Saturday, July 25, 2015

The New Welfare Queens

Employers in Seattle are learning how progressive economic policies create barriers to employment, and workers are learning how those policies create disincentives to work. Activists masquerading as workers pressured the city of Seattle to pass a minimum wage ordinance. Starting in 2017, the floor on wages will be $15/hour.

Labor activists used the hashtag #FightFor15 and slogans like "Stop Wage Theft." They aren't asking for much, just a living wage, decent benefits like paid sick leave, and the right to bargain collectively. And they are winning. The minimum wage is going to $15/hour in Los Angeles and San Francisco. The New York State Wage Board formally recommended a $15.00 minimum wage for the fast food industry in New York, and Governor Andrew Cuomo is expected to move it into law.

These measures are a burden on the employer, and inhibit the employer from hiring.

These measures are also creating disincentives to work. Seattle workers are asking to work fewer hours. All of these welfare programs are means-tested. If a person wants a "decent place to live," they can apply for Section 8 housing assistance. Section 8 is available to families whose income does not exceed 50% of the median income for the county or metropolitan area in which the family chooses to live.

So, if a person wants to live within walking distance of Pike Place Market, and they have no marketable skills, they can always game the system. And if they want to buy artisanal, locally sourced arugula with their SNAP benefits, they need to work fewer hours to continue to qualify. Therefore, the minimum wage can be thought of less as a way to move people out of welfare, and more as a progressive tax on employers.

One of the arguments for minimum wage is that welfare programs socialize the loss of wages. That is, the taxpayer picks up the difference between what the worker takes home and what the person needs to survive. The progressive argument states the desire to avoid the socialization of these "lost wages," and also avoid the privatization of excess profits. The progressive socialist claims to flip the script, and privatize the losses, while socializing the gains (people using less of the relatively scarce entitlement resources).

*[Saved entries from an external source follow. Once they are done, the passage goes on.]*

// Copyright (C) 2025 Ryan Daum <ryan.daum@gmail.com> This program is free
// software: you can redistribute it and/or modify it under the terms of the GNU
// General Public License as published by the Free Software Foundation, version
// 3.
//
// This program is distributed in the hope that it will be useful, but WITHOUT
// ANY WARRANTY; without even the implied warranty of MERCHANTABILITY or FITNESS
// FOR A PARTICULAR PURPOSE. See the GNU General Public License for more details.
//
// You should have received a copy of the GNU General Public License along with
// this program. If not, see <https://www.gnu.org/licenses/>.
//

//! Clipboard sync relay: authenticated WebSocket clients push clipboard updates and the relay
//! fans each one out to every other connected client.

pub mod args;
pub mod host;
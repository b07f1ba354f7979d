// Copyright (C) 2025 Ryan Daum <ryan.daum@gmail.com> This program is free
// software: you can redistribute it and/or modify it under the terms of the GNU
// General Public License as published by the Free Software Foundation, version
// 3.
//
// This program is distributed in the hope that it will be useful, but WITHOUT
// ANY WARRANTY; without even the implied warranty of MERCHANTABILITY or FITNESS
// FOR A PARTICULAR PURPOSE. See the GNU General Public License for more details.
//
// You should have received a copy of the GNU General Public License along with
// this program. If not, see <https://www.gnu.org/licenses/>.
//

use crate::host::broker::{SyncBroker, mk_routes};
use std::net::SocketAddr;
use tokio::net::TcpListener;
use tracing::info;

pub struct Listener;

impl Listener {
    /// Serve the relay on `listener` until the broker is shut down.
    pub async fn serve(listener: TcpListener, broker: SyncBroker) -> eyre::Result<()> {
        let addr = listener.local_addr()?;
        info!("Listening on {:?}", addr);

        let janitor = tokio::spawn(broker.clone().run_janitor());
        let shutdown = broker.shutdown_token();
        let main_router = mk_routes(broker.clone());
        let served = axum::serve(
            listener,
            main_router.into_make_service_with_connect_info::<SocketAddr>(),
        )
        .with_graceful_shutdown(async move { shutdown.cancelled().await })
        .await;

        // However serving ended, take the live connections down with it.
        broker.shutdown();
        janitor.await?;
        served?;
        info!("Done listening on {:?}", addr);
        Ok(())
    }
}
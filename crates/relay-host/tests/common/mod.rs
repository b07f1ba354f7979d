// Copyright (C) 2025 Ryan Daum <ryan.daum@gmail.com> This program is free
// software: you can redistribute it and/or modify it under the terms of the GNU
// General Public License as published by the Free Software Foundation, version
// 3.
//
// This program is distributed in the hope that it will be useful, but WITHOUT
// ANY WARRANTY; without even the implied warranty of MERCHANTABILITY or FITNESS
// FOR A PARTICULAR PURPOSE. See the GNU General Public License for more details.
//
// You should have received a copy of the GNU General Public License along with
// this program. If not, see <https://www.gnu.org/licenses/>.
//

#![allow(dead_code)]

use clipsync_common::{ClipboardMessage, Frame, MessageCodec, ServerEvent, ServerMessage};
use clipsync_relay::host::{
    CredentialSource, CredentialStore, HashingParams, Listener, RelayConfig, SyncBroker,
};
use eyre::eyre;
use futures_util::{SinkExt, StreamExt};
use serde_json::json;
use std::{
    net::SocketAddr,
    sync::Arc,
    time::{Duration, Instant},
};
use tokio::{
    io::{AsyncReadExt, AsyncWriteExt},
    net::{TcpListener, TcpStream},
    task::JoinHandle,
};
use tokio_tungstenite::{
    MaybeTlsStream, WebSocketStream, connect_async,
    tungstenite::{self, Message},
};

pub const USERS: &[(&str, &str)] = &[
    ("alice", "wonderland"),
    ("bob", "builder"),
    ("carol", "caroling"),
    ("dave", "diving"),
];

const RECV_TIMEOUT: Duration = Duration::from_secs(5);

/// A relay running in-process on an ephemeral localhost port.
pub struct TestRelay {
    pub addr: SocketAddr,
    pub broker: SyncBroker,
    server: JoinHandle<eyre::Result<()>>,
}

impl TestRelay {
    pub async fn start(config: RelayConfig) -> eyre::Result<Self> {
        let pairs = USERS
            .iter()
            .map(|(u, p)| (u.to_string(), p.to_string()))
            .collect();
        let credentials = CredentialStore::load(
            &[CredentialSource::Static(pairs)],
            HashingParams::new(1024, 1),
        )?;
        let listener = TcpListener::bind("127.0.0.1:0").await?;
        let addr = listener.local_addr()?;
        let broker = SyncBroker::new(config, Arc::new(credentials));
        let server = tokio::spawn(Listener::serve(listener, broker.clone()));
        Ok(Self {
            addr,
            broker,
            server,
        })
    }

    pub fn url(&self) -> String {
        format!("ws://{}/ws", self.addr)
    }

    pub async fn connect(&self) -> Result<Client, tungstenite::Error> {
        Client::connect(&self.url()).await
    }

    pub async fn login(&self, username: &str, password: &str) -> eyre::Result<Client> {
        let mut client = self.connect().await?;
        client.auth(username, password).await?;
        match client.recv_reply().await? {
            ServerMessage::AuthResult { success: true, .. } => Ok(client),
            other => Err(eyre!("login as {username} failed: {other:?}")),
        }
    }

    /// Log in as the first `n` test users.
    pub async fn login_all(&self, n: usize) -> eyre::Result<Vec<Client>> {
        let mut clients = Vec::with_capacity(n);
        for (username, password) in USERS.iter().take(n) {
            clients.push(self.login(username, password).await?);
        }
        self.wait_for_connections(n).await?;
        Ok(clients)
    }

    pub async fn wait_for_connections(&self, n: usize) -> eyre::Result<()> {
        let start = Instant::now();
        loop {
            let count = self.broker.registry().count();
            if count == n {
                return Ok(());
            }
            if start.elapsed() > RECV_TIMEOUT {
                return Err(eyre!("expected {n} live connections, still have {count}"));
            }
            tokio::time::sleep(Duration::from_millis(10)).await;
        }
    }

    /// Plain HTTP GET, returning the raw response.
    pub async fn http_get(&self, path: &str) -> eyre::Result<String> {
        let mut stream = TcpStream::connect(self.addr).await?;
        stream
            .write_all(
                format!("GET {path} HTTP/1.1\r\nHost: {}\r\nConnection: close\r\n\r\n", self.addr)
                    .as_bytes(),
            )
            .await?;
        let mut response = String::new();
        tokio::time::timeout(RECV_TIMEOUT, stream.read_to_string(&mut response)).await??;
        Ok(response)
    }

    pub async fn stop(self) -> eyre::Result<()> {
        self.broker.shutdown();
        self.server.await??;
        Ok(())
    }
}

pub struct Client {
    ws: WebSocketStream<MaybeTlsStream<TcpStream>>,
    codec: MessageCodec,
}

impl Client {
    pub async fn connect(url: &str) -> Result<Self, tungstenite::Error> {
        let (ws, _response) = connect_async(url).await?;
        Ok(Self {
            ws,
            codec: MessageCodec::default(),
        })
    }

    pub async fn send_frame(&mut self, frame: Frame) -> eyre::Result<()> {
        let message = match frame {
            Frame::Text(text) => Message::text(text),
            Frame::Binary(bytes) => Message::Binary(bytes),
        };
        self.ws.send(message).await?;
        Ok(())
    }

    pub async fn send_json(&mut self, value: serde_json::Value) -> eyre::Result<()> {
        self.send_frame(Frame::Text(value.to_string())).await
    }

    pub async fn auth(&mut self, username: &str, password: &str) -> eyre::Result<()> {
        self.send_json(json!({"type": "auth", "username": username, "password": password}))
            .await
    }

    pub async fn send_text(&mut self, text: &str) -> eyre::Result<()> {
        self.send_json(json!({"type": "clipboard", "kind": "text", "data": text}))
            .await
    }

    /// The next event from the relay, or `None` once the connection is closed.
    pub async fn recv(&mut self) -> eyre::Result<Option<ServerEvent>> {
        loop {
            let next = tokio::time::timeout(RECV_TIMEOUT, self.ws.next())
                .await
                .map_err(|_| eyre!("timed out waiting for the relay"))?;
            let frame = match next {
                None | Some(Err(_)) | Some(Ok(Message::Close(_))) => return Ok(None),
                Some(Ok(Message::Text(text))) => Frame::Text(text.as_str().to_string()),
                Some(Ok(Message::Binary(bytes))) => Frame::Binary(bytes),
                Some(Ok(_)) => continue,
            };
            eprintln!("<< {frame:?}");
            return Ok(Some(self.codec.decode_server(&frame)?));
        }
    }

    pub async fn recv_reply(&mut self) -> eyre::Result<ServerMessage> {
        match self.recv().await? {
            Some(ServerEvent::Reply(reply)) => Ok(reply),
            other => Err(eyre!("expected a reply, got {other:?}")),
        }
    }

    /// The reason of the next `error` notice.
    pub async fn recv_error(&mut self) -> eyre::Result<String> {
        match self.recv_reply().await? {
            ServerMessage::Error { reason } => Ok(reason),
            other => Err(eyre!("expected an error notice, got {other:?}")),
        }
    }

    pub async fn recv_clipboard(&mut self) -> eyre::Result<(ClipboardMessage, Option<String>)> {
        match self.recv().await? {
            Some(ServerEvent::Clipboard { message, from }) => Ok((message, from)),
            other => Err(eyre!("expected a clipboard update, got {other:?}")),
        }
    }

    pub async fn expect_closed(&mut self) -> eyre::Result<()> {
        match self.recv().await? {
            None => Ok(()),
            Some(event) => Err(eyre!("expected the relay to close, got {event:?}")),
        }
    }

    /// Fails if anything at all arrives within `wait`.
    pub async fn expect_silence(&mut self, wait: Duration) -> eyre::Result<()> {
        match tokio::time::timeout(wait, self.ws.next()).await {
            Err(_) => Ok(()),
            Ok(other) => Err(eyre!("expected silence, got {other:?}")),
        }
    }

    pub async fn close(mut self) -> eyre::Result<()> {
        self.ws.close(None).await?;
        Ok(())
    }

    /// Drop the TCP connection without a WebSocket close handshake.
    pub fn drop_socket(self) {
        drop(self.ws);
    }
}

/// The HTTP status of a refused WebSocket handshake.
pub fn rejected_status(result: Result<Client, tungstenite::Error>) -> eyre::Result<u16> {
    match result {
        Err(tungstenite::Error::Http(response)) => Ok(response.status().as_u16()),
        Err(e) => Err(eyre!("expected an HTTP rejection, got {e}")),
        Ok(_) => Err(eyre!("expected an HTTP rejection, but the handshake succeeded")),
    }
}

In reality, the new, higher minimum wage is moving very few, if any, people off welfare.

Maybe we can start to think of these workers as the new "Welfare Queens." Wikipedia defines a welfare queen as a pejorative phrase used in the United States to refer to people, usually women, who are accused of collecting excessive welfare payments through fraud or manipulation. Thus, anyone who games the system to maximize their entitlement handout is a welfare queen.

Maybe we should stop referring to the results of the activist progressive approach as "unintended consequences." After awhile, they start to seem more intentional.